I think it’s good. People want to know our imperfections because they have a lot of imperfections. The thing that I’ve been through, it’s very up front, and it’s very dramatic in the sense that I lived on the streets for a while. No matter what economic class they’re in, or culturally where they are or where they’re from—people go through stuff, David. People go through stuff with their marriage, people have had trouble with their kids. People want to know that this person I’m going to vote for, who I’m trusting my decisions to be made to, yeah, they’ve been through some stuff too. And in politics, there’s a romantic component to politics—people want a good story. Barack Obama had a good story. They want to know there’s an element of hope that they’re voting for. If you can’t vote for me because I’ve had addiction problems, and I did drugs, and I got arrested before, you have every right as an American citizen to do that. But at least I’m telling you what it is. I’m not hiding anything.

One of the criticisms of Menino is the sense that he has used city employees, and city services, as a way of building and maintaining political power. You ended up getting caught in that, as a neighborhood coordinator—

—The Boston Globe, I remember it well.

Yes. That Globe article, in 2009, sort of made you the poster boy for what it was trying to describe as Menino’s people, like you, using favors as a way of currying political favor or allegiance, and also threatening people suspected of not being supporters of Menino. Is this the way the city works, and should voters look at you as part of that system?
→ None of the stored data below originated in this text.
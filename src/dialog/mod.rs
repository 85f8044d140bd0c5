//! Dialog with the remote assistant service
//!
//! A turn opens a stream, sends a config message, streams captured audio up
//! and plays response audio as it arrives, until the service closes the
//! stream.

mod protocol;
mod session;
mod transport;
mod uplink;

pub use protocol::{
    AudioEncoding, AudioInConfig, AudioOutConfig, ConversationState, DialogRequest,
    DialogResponse, EventType, MicrophoneMode, SpeechResult, StreamStatus, TurnConfig,
};
pub use session::{DialogSession, DialogSettings, DialogState, TurnOutcome};
pub use transport::{
    DEFAULT_ENDPOINT, DialogStream, DialogTransport, RequestSender, ResponseReceiver,
    StreamFinisher, TcpTransport,
};
pub use uplink::{AudioUplink, UplinkStats};
//! LED and sound cue notifier for devices running `ubus`
//!
//! State changes are queued to a worker thread that drives the LED manager
//! (`ubus call ledmgr set_condition|clear_condition`) and plays sound cues
//! through `aplay`. The caller never waits on either.

use std::path::{Path, PathBuf};
use std::process::{Command, Stdio};
use std::thread::JoinHandle;
use std::time::Duration;

use crossbeam_channel::{Receiver, Sender, unbounded};

use super::{InteractionState, StateNotifier};
use crate::Result;

/// Delay before the wake sound so it doesn't clip the end of the wake word
const LISTENING_CUE_DELAY: Duration = Duration::from_millis(500);

/// Cue played when the wake word is heard
const WAKE_SOUND: &str = "ful_ui_wakesound.wav";

/// Cue played when the request has been captured
const ENDPOINT_SOUND: &str = "ful_ui_endpointing.wav";

/// LED manager condition for a state
#[must_use]
pub const fn led_condition(state: InteractionState) -> &'static str {
    match state {
        InteractionState::Idle => "c_alexa_idle",
        InteractionState::Listening => "c_alexa_listening",
        InteractionState::Thinking => "c_alexa_thinking",
        InteractionState::Speaking => "c_alexa_responding",
        InteractionState::Error => "c_alexa_system_error",
    }
}

/// A single LED manager call
#[derive(Debug, Clone, Copy, PartialEq, Eq)]
pub enum LedCommand {
    /// Light the condition for a state
    Set(InteractionState),
    /// Clear the condition for a state
    Clear(InteractionState),
}

impl LedCommand {
    const fn method(self) -> &'static str {
        match self {
            Self::Set(_) => "set_condition",
            Self::Clear(_) => "clear_condition",
        }
    }

    const fn state(self) -> InteractionState {
        match self {
            Self::Set(state) | Self::Clear(state) => state,
        }
    }
}

/// Tracks which condition is lit and computes the calls for a transition
///
/// Idle has no lit condition: entering idle clears the current one, leaving
/// idle sets the new one, and moving between busy states swaps them.
#[derive(Debug, Clone, Copy)]
pub struct LedTracker {
    current: InteractionState,
}

impl Default for LedTracker {
    fn default() -> Self {
        Self {
            current: InteractionState::Idle,
        }
    }
}

impl LedTracker {
    /// Calls that reset the LEDs at startup
    #[must_use]
    pub fn init_commands() -> Vec<LedCommand> {
        vec![
            LedCommand::Clear(InteractionState::Listening),
            LedCommand::Clear(InteractionState::Thinking),
            LedCommand::Clear(InteractionState::Speaking),
        ]
    }

    /// Move to `next`, returning the LED calls to make
    pub fn transition(&mut self, next: InteractionState) -> Vec<LedCommand> {
        let previous = self.current;
        if previous == next {
            return Vec::new();
        }
        self.current = next;

        match (previous, next) {
            (InteractionState::Idle, _) => vec![LedCommand::Set(next)],
            (_, InteractionState::Idle) => vec![LedCommand::Clear(previous)],
            _ => vec![LedCommand::Clear(previous), LedCommand::Set(next)],
        }
    }

    /// Currently lit state
    #[must_use]
    pub const fn current(&self) -> InteractionState {
        self.current
    }
}

/// Notifier that drives device LEDs over ubus and plays sound cues
pub struct LedNotifier {
    tx: Option<Sender<InteractionState>>,
    worker: Option<JoinHandle<()>>,
}

impl LedNotifier {
    /// Start the notifier worker
    ///
    /// `ubus_socket` overrides the ubus socket path; `sounds_dir` holds the
    /// cue WAV files.
    ///
    /// # Errors
    ///
    /// Returns error if the worker thread cannot be spawned
    pub fn start(ubus_socket: Option<String>, sounds_dir: PathBuf) -> Result<Self> {
        if which::which("ubus").is_err() {
            tracing::warn!("ubus not found in PATH, LED updates will fail");
        }
        if which::which("aplay").is_err() {
            tracing::warn!("aplay not found in PATH, sound cues disabled");
        }

        let (tx, rx) = unbounded();
        let worker = Worker {
            ubus_socket,
            sounds_dir,
            tracker: LedTracker::default(),
        };
        let handle = std::thread::Builder::new()
            .name("hark-led".to_string())
            .spawn(move || worker.run(&rx))?;

        Ok(Self {
            tx: Some(tx),
            worker: Some(handle),
        })
    }
}

impl StateNotifier for LedNotifier {
    fn notify(&self, state: InteractionState) {
        tracing::info!(%state, "interaction state");
        if let Some(tx) = &self.tx
            && tx.send(state).is_err()
        {
            tracing::warn!(%state, "LED worker gone, dropping state change");
        }
    }
}

impl Drop for LedNotifier {
    fn drop(&mut self) {
        // Closing the channel ends the worker loop
        self.tx.take();
        if let Some(handle) = self.worker.take() {
            let _ = handle.join();
        }
    }
}

struct Worker {
    ubus_socket: Option<String>,
    sounds_dir: PathBuf,
    tracker: LedTracker,
}

impl Worker {
    fn run(mut self, rx: &Receiver<InteractionState>) {
        for command in LedTracker::init_commands() {
            self.call_ledmgr(command);
        }

        while let Ok(state) = rx.recv() {
            for command in self.tracker.transition(state) {
                self.call_ledmgr(command);
            }
            self.play_cue(state);
        }
        tracing::debug!("LED worker exited");
    }

    fn call_ledmgr(&self, command: LedCommand) {
        let message = serde_json::json!({ "name": led_condition(command.state()) }).to_string();

        let mut cmd = Command::new("ubus");
        if let Some(socket) = &self.ubus_socket {
            cmd.arg("-s").arg(socket);
        }
        cmd.args(["call", "ledmgr", command.method(), &message])
            .stdout(Stdio::null())
            .stderr(Stdio::null());

        match cmd.status() {
            Ok(status) if status.success() => {
                tracing::debug!(?command, "ledmgr updated");
            }
            Ok(status) => tracing::warn!(?command, %status, "ledmgr call failed"),
            Err(e) => tracing::warn!(?command, error = %e, "failed to run ubus"),
        }
    }

    fn play_cue(&self, state: InteractionState) {
        let sound = match state {
            InteractionState::Listening => {
                std::thread::sleep(LISTENING_CUE_DELAY);
                WAKE_SOUND
            }
            InteractionState::Thinking => ENDPOINT_SOUND,
            _ => return,
        };
        play_sound(&self.sounds_dir.join(sound));
    }
}

fn play_sound(path: &Path) {
    if !path.exists() {
        tracing::debug!(path = %path.display(), "sound cue missing");
        return;
    }

    match Command::new("aplay")
        .arg("-q")
        .arg(path)
        .stdout(Stdio::null())
        .stderr(Stdio::null())
        .status()
    {
        Ok(status) if status.success() => {}
        Ok(status) => tracing::warn!(path = %path.display(), %status, "aplay failed"),
        Err(e) => tracing::warn!(path = %path.display(), error = %e, "failed to run aplay"),
    }
}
No they shouldn’t. First off, I left Tom Menino’s administration, left without a job, because I felt that I had the required experience and had done a good enough job, and it was time to move on because I wanted to do something else. I think that my actions speak louder than words. That story was not the truth. That was a situation where someone was trying to make me look politically bad, and make their particular candidate look good. And when the Globe actually looked at that story, they had nothing. If you actually read what happened in there, none of that was real, at all. Nothing in that story was real. I never threatened anybody. Except for the one particular kid that was promised a job and was going to get it if he threw me under the bus, other than him, there was nobody else that could verify their story. There were people that had the mayor’s opponent at the time, Michael Flaherty’s house signs on their house, and when they went and spoke to them, every single one of them said Jack has been nothing but gracious to us throughout this whole process. I never once even intimated that they weren’t going to be helped because of politics. That’s not anything that I’m about. My philosophy is a lot different in that respect because I don’t believe in a politics of payback or power politics. It’s not my style. I come from a neighborhood, David, where we have no political infrastructure. Zero. Most people in Charlestown have no clue about politics. It’s not like South Boston, or parts of Dorchester, or West Roxbury. It’s just not. I know most people will never look at it like that, because it’s just like hey, Irish Catholic, they’re the same way. But it’s true. We’re not a political town. So my instincts are not reflexively political, ever. That story was laughable. In fact, the way I look at the story, David, it basically said I did a really good job.